_Exercise description_. Every entry needs to appear again exactly as written below.

──────────────────────────────

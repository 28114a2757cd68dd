use std::io;
use std::net::SocketAddr;
use std::sync::Arc;

use futures::{SinkExt, StreamExt};
use tokio::net::{TcpListener, TcpStream};
use tokio::sync::Semaphore;
use tokio::task::JoinSet;
use tokio_util::codec::{Framed, LengthDelimitedCodec};
use tokio_util::sync::CancellationToken;
use uuid::Uuid;

use super::frame::{Frame, RejectReason};
use crate::config::AgentConfig;
use crate::error::{DispatchError, WireError};
use crate::host::{PwshHost, ScriptHost};
use crate::job::{AnyJob, JobContext, JobLogger, JobOutcome};
use crate::service::{ServiceManager, SystemdServiceManager};

/// Accepts connections and executes one dispatched job per connection.
pub struct AgentServer {
    config: AgentConfig,
    script_host: Arc<dyn ScriptHost>,
    service_manager: Arc<dyn ServiceManager>,
    slots: Arc<Semaphore>,
}

impl AgentServer {
    pub fn new(
        config: AgentConfig,
        script_host: Arc<dyn ScriptHost>,
        service_manager: Arc<dyn ServiceManager>,
    ) -> Self {
        let slots = Arc::new(Semaphore::new(config.max_concurrent_jobs.max(1)));
        Self {
            config,
            script_host,
            service_manager,
            slots,
        }
    }

    /// Server backed by `pwsh` and `systemctl`.
    pub fn with_system_backends(config: AgentConfig) -> Self {
        let script_host = Arc::new(PwshHost::new(config.host.clone()));
        Self::new(config, script_host, Arc::new(SystemdServiceManager::new()))
    }

    /// Bind the configured address and serve until `shutdown` fires.
    pub async fn run(self, shutdown: CancellationToken) -> std::io::Result<()> {
        let listener = TcpListener::bind(self.config.listen_addr).await?;
        self.serve(listener, shutdown).await
    }

    /// Serve on an already bound listener.
    ///
    /// On shutdown the listener stops accepting, running jobs are cancelled
    /// and this returns once every connection has finished.
    pub async fn serve(
        self,
        listener: TcpListener,
        shutdown: CancellationToken,
    ) -> std::io::Result<()> {
        let local_addr = listener.local_addr()?;
        tracing::info!(
            addr = %local_addr,
            max_concurrent_jobs = self.config.max_concurrent_jobs,
            "Agent listening"
        );

        let server = Arc::new(self);
        let mut connections = JoinSet::new();
        loop {
            tokio::select! {
                _ = shutdown.cancelled() => break,
                Some(_) = connections.join_next(), if !connections.is_empty() => {}
                accepted = listener.accept() => match accepted {
                    Ok((stream, peer)) => {
                        let server = server.clone();
                        let shutdown = shutdown.clone();
                        connections.spawn(async move {
                            if let Err(e) = server.handle_connection(stream, peer, shutdown).await {
                                tracing::warn!(
                                    peer = %peer,
                                    error = %e,
                                    "Connection ended with error"
                                );
                            }
                        });
                    }
                    Err(e) => tracing::warn!(error = %e, "Failed to accept connection"),
                },
            }
        }

        tracing::info!(active = connections.len(), "Draining connections");
        while connections.join_next().await.is_some() {}
        tracing::info!("Agent stopped");
        Ok(())
    }

    async fn handle_connection(
        &self,
        stream: TcpStream,
        peer: SocketAddr,
        shutdown: CancellationToken,
    ) -> Result<(), DispatchError> {
        stream.set_nodelay(true)?;
        let codec = LengthDelimitedCodec::builder()
            .max_frame_length(self.config.max_frame_bytes)
            .new_codec();
        let (mut sink, mut incoming) = Framed::new(stream, codec).split();

        let first = match incoming.next().await {
            Some(Ok(bytes)) => bytes,
            // The codec reports an over-limit length prefix as invalid data.
            Some(Err(e)) if e.kind() == io::ErrorKind::InvalidData => {
                tracing::warn!(peer = %peer, error = %e, "Rejecting oversized frame");
                let rejected = Frame::Rejected(RejectReason::FrameTooLarge, e.to_string());
                sink.send(rejected.encode()).await?;
                return Ok(());
            }
            Some(Err(e)) => return Err(e.into()),
            None => {
                tracing::debug!(peer = %peer, "Connection closed before dispatch");
                return Ok(());
            }
        };
        let job = match decode_dispatch(&first) {
            Ok(job) => job,
            Err(e) => {
                tracing::warn!(peer = %peer, error = %e, "Rejecting job");
                let rejected = Frame::Rejected(RejectReason::MalformedPayload, e.to_string());
                sink.send(rejected.encode()).await?;
                return Ok(());
            }
        };

        let job_id = Uuid::new_v4();
        let kind = job.kind();
        let cancel = shutdown.child_token();

        let Ok(_permit) = self.slots.acquire().await else {
            return Ok(());
        };
        tracing::info!(job_id = %job_id, kind = %kind, peer = %peer, "Executing job");

        let (log, mut log_rx) = JobLogger::channel();
        let ctx = JobContext::new(log, self.script_host.clone(), self.service_manager.clone());
        let execution = job.execute(&ctx, cancel.clone());
        tokio::pin!(execution);

        // Cleared once the caller hangs up; the job is cancelled at that point.
        let mut connected = true;
        let result = loop {
            tokio::select! {
                biased;
                Some(message) = log_rx.recv() => {
                    if connected && sink.send(Frame::Log(message).encode()).await.is_err() {
                        connected = false;
                        cancel.cancel();
                    }
                }
                frame = incoming.next(), if connected => match frame {
                    Some(Ok(bytes)) => match Frame::decode(&bytes) {
                        Ok(Frame::Cancel) => {
                            tracing::info!(job_id = %job_id, "Cancellation requested");
                            cancel.cancel();
                        }
                        Ok(other) => {
                            tracing::warn!(
                                job_id = %job_id,
                                tag = other.tag(),
                                "Ignoring unexpected frame"
                            );
                        }
                        Err(e) => {
                            tracing::warn!(
                                job_id = %job_id,
                                error = %e,
                                "Ignoring malformed frame"
                            );
                        }
                    },
                    Some(Err(_)) | None => {
                        tracing::info!(job_id = %job_id, "Caller disconnected, cancelling job");
                        connected = false;
                        cancel.cancel();
                    }
                },
                result = &mut execution => break result,
            }
        };

        if !connected {
            return Ok(());
        }
        while let Ok(message) = log_rx.try_recv() {
            sink.send(Frame::Log(message).encode()).await?;
        }

        let terminal = match result {
            Ok(JobOutcome::Completed(payload)) => {
                tracing::info!(job_id = %job_id, kind = %kind, "Job completed");
                Frame::Completed(payload)
            }
            Ok(JobOutcome::Cancelled) => {
                tracing::info!(job_id = %job_id, kind = %kind, "Job cancelled");
                Frame::Cancelled
            }
            Err(e) => {
                tracing::warn!(job_id = %job_id, kind = %kind, error = %e, "Job failed");
                Frame::Failed(e.to_string())
            }
        };
        sink.send(terminal.encode()).await?;
        Ok(())
    }
}

fn decode_dispatch(bytes: &[u8]) -> Result<AnyJob, WireError> {
    match Frame::decode(bytes)? {
        Frame::Dispatch { kind, payload } => AnyJob::decode(kind, &payload),
        other => Err(WireError::UnexpectedFrame(other.tag())),
    }
}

──────────────────────────────

_Task result_.
repository 28114a2757cd68dd
use std::io;
use std::net::SocketAddr;
use std::sync::Arc;

use futures::{SinkExt, StreamExt};
use tokio::net::{TcpListener, TcpStream};
use tokio::sync::Semaphore;
use tokio::task::JoinSet;
use tokio_util::codec::{Framed, LengthDelimitedCodec};
use tokio_util::sync::CancellationToken;
use uuid::Uuid;

use super::frame::{Frame, RejectReason};
use crate::config::AgentConfig;
use crate::error::{DispatchError, WireError};
use crate::host::{PwshHost, ScriptHost};
use crate::job::{AnyJob, JobContext, JobLogger, JobOutcome};
use crate::service::{ServiceManager, SystemdServiceManager};

/// Accepts connections and executes one dispatched job per connection.
pub struct AgentServer {
    config: AgentConfig,
    script_host: Arc<dyn ScriptHost>,
    service_manager: Arc<dyn ServiceManager>,
    slots: Arc<Semaphore>,
}

impl AgentServer {
    pub fn new(
        config: AgentConfig,
        script_host: Arc<dyn ScriptHost>,
        service_manager: Arc<dyn ServiceManager>,
    ) -> Self {
        let slots = Arc::new(Semaphore::new(config.max_concurrent_jobs.max(1)));
        Self {
            config,
            script_host,
            service_manager,
            slots,
        }
    }

    /// Server backed by `pwsh` and `systemctl`.
    pub fn with_system_backends(config: AgentConfig) -> Self {
        let script_host = Arc::new(PwshHost::new(config.host.clone()));
        Self::new(config, script_host, Arc::new(SystemdServiceManager::new()))
    }

    /// Bind the configured address and serve until `shutdown` fires.
    pub async fn run(self, shutdown: CancellationToken) -> std::io::Result<()> {
        let listener = TcpListener::bind(self.config.listen_addr).await?;
        self.serve(listener, shutdown).await
    }

    /// Serve on an already bound listener.
    ///
    /// On shutdown the listener stops accepting, running jobs are cancelled
    /// and this returns once every connection has finished.
    pub async fn serve(
        self,
        listener: TcpListener,
        shutdown: CancellationToken,
    ) -> std::io::Result<()> {
        let local_addr = listener.local_addr()?;
        tracing::info!(
            addr = %local_addr,
            max_concurrent_jobs = self.config.max_concurrent_jobs,
            "Agent listening"
        );

        let server = Arc::new(self);
        let mut connections = JoinSet::new();
        loop {
            tokio::select! {
                _ = shutdown.cancelled() => break,
                Some(_) = connections.join_next(), if !connections.is_empty() => {}
                accepted = listener.accept() => match accepted {
                    Ok((stream, peer)) => {
                        let server = server.clone();
                        let shutdown = shutdown.clone();
                        connections.spawn(async move {
                            if let Err(e) = server.handle_connection(stream, peer, shutdown).await {
                                tracing::warn!(
                                    peer = %peer,
                                    error = %e,
                                    "Connection ended with error"
                                );
                            }
                        });
                    }
                    Err(e) => tracing::warn!(error = %e, "Failed to accept connection"),
                },
            }
        }

        tracing::info!(active = connections.len(), "Draining connections");
        while connections.join_next().await.is_some() {}
        tracing::info!("Agent stopped");
        Ok(())
    }

    async fn handle_connection(
        &self,
        stream: TcpStream,
        peer: SocketAddr,
        shutdown: CancellationToken,
    ) -> Result<(), DispatchError> {
        stream.set_nodelay(true)?;
        let codec = LengthDelimitedCodec::builder()
            .max_frame_length(self.config.max_frame_bytes)
            .new_codec();
        let (mut sink, mut incoming) = Framed::new(stream, codec).split();

        let first = match incoming.next().await {
            Some(Ok(bytes)) => bytes,
            // The codec reports an over-limit length prefix as invalid data.
            Some(Err(e)) if e.kind() == io::ErrorKind::InvalidData => {
                tracing::warn!(peer = %peer, error = %e, "Rejecting oversized frame");
                let rejected = Frame::Rejected(RejectReason::FrameTooLarge, e.to_string());
                sink.send(rejected.encode()).await?;
                return Ok(());
            }
            Some(Err(e)) => return Err(e.into()),
            None => {
                tracing::debug!(peer = %peer, "Connection closed before dispatch");
                return Ok(());
            }
        };
        let job = match decode_dispatch(&first) {
            Ok(job) => job,
            Err(e) => {
                tracing::warn!(peer = %peer, error = %e, "Rejecting job");
                let rejected = Frame::Rejected(RejectReason::MalformedPayload, e.to_string());
                sink.send(rejected.encode()).await?;
                return Ok(());
            }
        };

        let job_id = Uuid::new_v4();
        let kind = job.kind();
        let cancel = shutdown.child_token();

        let Ok(_permit) = self.slots.acquire().await else {
            return Ok(());
        };
        tracing::info!(job_id = %job_id, kind = %kind, peer = %peer, "Executing job");

        let (log, mut log_rx) = JobLogger::channel();
        let ctx = JobContext::new(log, self.script_host.clone(), self.service_manager.clone());
        let execution = job.execute(&ctx, cancel.clone());
        tokio::pin!(execution);

        // Cleared once the caller hangs up; the job is cancelled at that point.
        let mut connected = true;
        let result = loop {
            tokio::select! {
                biased;
                Some(message) = log_rx.recv() => {
                    if connected && sink.send(Frame::Log(message).encode()).await.is_err() {
                        connected = false;
                        cancel.cancel();
                    }
                }
                frame = incoming.next(), if connected => match frame {
                    Some(Ok(bytes)) => match Frame::decode(&bytes) {
                        Ok(Frame::Cancel) => {
                            tracing::info!(job_id = %job_id, "Cancellation requested");
                            cancel.cancel();
                        }
                        Ok(other) => {
                            tracing::warn!(
                                job_id = %job_id,
                                tag = other.tag(),
                                "Ignoring unexpected frame"
                            );
                        }
                        Err(e) => {
                            tracing::warn!(
                                job_id = %job_id,
                                error = %e,
                                "Ignoring malformed frame"
                            );
                        }
                    },
                    Some(Err(_)) | None => {
                        tracing::info!(job_id = %job_id, "Caller disconnected, cancelling job");
                        connected = false;
                        cancel.cancel();
                    }
                },
                result = &mut execution => break result,
            }
        };

        if !connected {
            return Ok(());
        }
        while let Ok(message) = log_rx.try_recv() {
            sink.send(Frame::Log(message).encode()).await?;
        }

        let terminal = match result {
            Ok(JobOutcome::Completed(payload)) => {
                tracing::info!(job_id = %job_id, kind = %kind, "Job completed");
                Frame::Completed(payload)
            }
            Ok(JobOutcome::Cancelled) => {
                tracing::info!(job_id = %job_id, kind = %kind, "Job cancelled");
                Frame::Cancelled
            }
            Err(e) => {
                tracing::warn!(job_id = %job_id, kind = %kind, error = %e, "Job failed");
                Frame::Failed(e.to_string())
            }
        };
        sink.send(terminal.encode()).await?;
        Ok(())
    }
}

fn decode_dispatch(bytes: &[u8]) -> Result<AnyJob, WireError> {
    match Frame::decode(bytes)? {
        Frame::Dispatch { kind, payload } => AnyJob::decode(kind, &payload),
        other => Err(WireError::UnexpectedFrame(other.tag())),
    }
}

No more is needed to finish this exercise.